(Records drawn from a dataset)

==================================================

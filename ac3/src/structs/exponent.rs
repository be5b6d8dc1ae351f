//! Differential exponent decoding.
//!
//! Exponents are sent as an absolute starting value followed by 7-bit groups,
//! each carrying three deltas in -2..=+2. Depending on the strategy every
//! decoded exponent covers 1, 2 or 4 consecutive transform bins.

use crate::structs::channel::ExponentStrategy;
use crate::utils::bitstream_io::BsIoSliceReader;
use crate::utils::errors::DecodeError;
use crate::utils::tables::EXPONENT_DELTAS;

/// Largest valid exponent.
pub const MAX_EXPONENT: i32 = 24;

/// Number of exponent groups for a full-bandwidth channel ending at `end_bin`.
pub fn channel_group_count(strategy: ExponentStrategy, end_bin: usize) -> usize {
    let group_size = strategy.group_size();
    if group_size == 0 {
        return 0;
    }

    (end_bin + group_size - 4) / group_size
}

/// Number of exponent groups for the coupling channel.
pub fn coupling_group_count(
    strategy: ExponentStrategy,
    start_bin: usize,
    end_bin: usize,
) -> usize {
    let group_size = strategy.group_size();
    if group_size == 0 {
        return 0;
    }

    end_bin.saturating_sub(start_bin) / group_size
}

/// Decodes `group_count` exponent groups starting from `absolute` into `out`.
///
/// Every group is consumed from the bitstream even when `out` is too short to
/// hold its expansion; the excess is dropped.
pub fn decode_exponents(
    reader: &mut BsIoSliceReader,
    strategy: ExponentStrategy,
    group_count: usize,
    absolute: u8,
    out: &mut [u8],
) -> Result<(), DecodeError> {
    let repeat = strategy.repeat();
    let mut exponent = absolute as i32;
    let mut bin = 0;

    for group in 0..group_count {
        let code = reader.get_n::<u8>(7)?;

        for delta in EXPONENT_DELTAS[code as usize] {
            exponent += delta as i32;
            if !(0..=MAX_EXPONENT).contains(&exponent) {
                return Err(DecodeError::ExponentOverflow {
                    group,
                    value: exponent,
                });
            }

            for _ in 0..repeat {
                if let Some(slot) = out.get_mut(bin) {
                    *slot = exponent as u8;
                }
                bin += 1;
            }
        }
    }

    Ok(())
}
use anyhow::Result;
use clap::Parser as ClapParser;
use indicatif::MultiProgress;

use cli::command::{Cli, Commands};
use cli::decode::cmd_decode;
use cli::info::cmd_info;

mod cli;
mod input;

fn main() -> Result<()> {
    let cli = Cli::parse();

    let multi = MultiProgress::new();
    cli::logging::init(&cli, &multi)?;
    let progress = cli.progress.then_some(&multi);

    match &cli.command {
        Commands::Decode(args) => cmd_decode(args, &cli, progress),
        Commands::Info(args) => cmd_info(args, &cli, progress),
    }
}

==================================================

For this exercise, output all the data exactly as shown above.

filename ac3/src/structs/exponent.rs
repository be5b6d8dc1ae351f
//! Differential exponent decoding.
//!
//! Exponents are sent as an absolute starting value followed by 7-bit groups,
//! each carrying three deltas in -2..=+2. Depending on the strategy every
//! decoded exponent covers 1, 2 or 4 consecutive transform bins.

use crate::structs::channel::ExponentStrategy;
use crate::utils::bitstream_io::BsIoSliceReader;
use crate::utils::errors::DecodeError;
use crate::utils::tables::EXPONENT_DELTAS;

/// Largest valid exponent.
pub const MAX_EXPONENT: i32 = 24;

/// Number of exponent groups for a full-bandwidth channel ending at `end_bin`.
pub fn channel_group_count(strategy: ExponentStrategy, end_bin: usize) -> usize {
    let group_size = strategy.group_size();
    if group_size == 0 {
        return 0;
    }

    (end_bin + group_size - 4) / group_size
}

/// Number of exponent groups for the coupling channel.
pub fn coupling_group_count(
    strategy: ExponentStrategy,
    start_bin: usize,
    end_bin: usize,
) -> usize {
    let group_size = strategy.group_size();
    if group_size == 0 {
        return 0;
    }

    end_bin.saturating_sub(start_bin) / group_size
}

/// Decodes `group_count` exponent groups starting from `absolute` into `out`.
///
/// Every group is consumed from the bitstream even when `out` is too short to
/// hold its expansion; the excess is dropped.
pub fn decode_exponents(
    reader: &mut BsIoSliceReader,
    strategy: ExponentStrategy,
    group_count: usize,
    absolute: u8,
    out: &mut [u8],
) -> Result<(), DecodeError> {
    let repeat = strategy.repeat();
    let mut exponent = absolute as i32;
    let mut bin = 0;

    for group in 0..group_count {
        let code = reader.get_n::<u8>(7)?;

        for delta in EXPONENT_DELTAS[code as usize] {
            exponent += delta as i32;
            if !(0..=MAX_EXPONENT).contains(&exponent) {
                return Err(DecodeError::ExponentOverflow {
                    group,
                    value: exponent,
                });
            }

            for _ in 0..repeat {
                if let Some(slot) = out.get_mut(bin) {
                    *slot = exponent as u8;
                }
                bin += 1;
            }
        }
    }

    Ok(())
}
use anyhow::Result;
use clap::Parser as ClapParser;
use indicatif::MultiProgress;

use cli::command::{Cli, Commands};
use cli::decode::cmd_decode;
use cli::info::cmd_info;

mod cli;
mod input;

fn main() -> Result<()> {
    let cli = Cli::parse();

    let multi = MultiProgress::new();
    cli::logging::init(&cli, &multi)?;
    let progress = cli.progress.then_some(&multi);

    match &cli.command {
        Commands::Decode(args) => cmd_decode(args, &cli, progress),
        Commands::Info(args) => cmd_info(args, &cli, progress),
    }
}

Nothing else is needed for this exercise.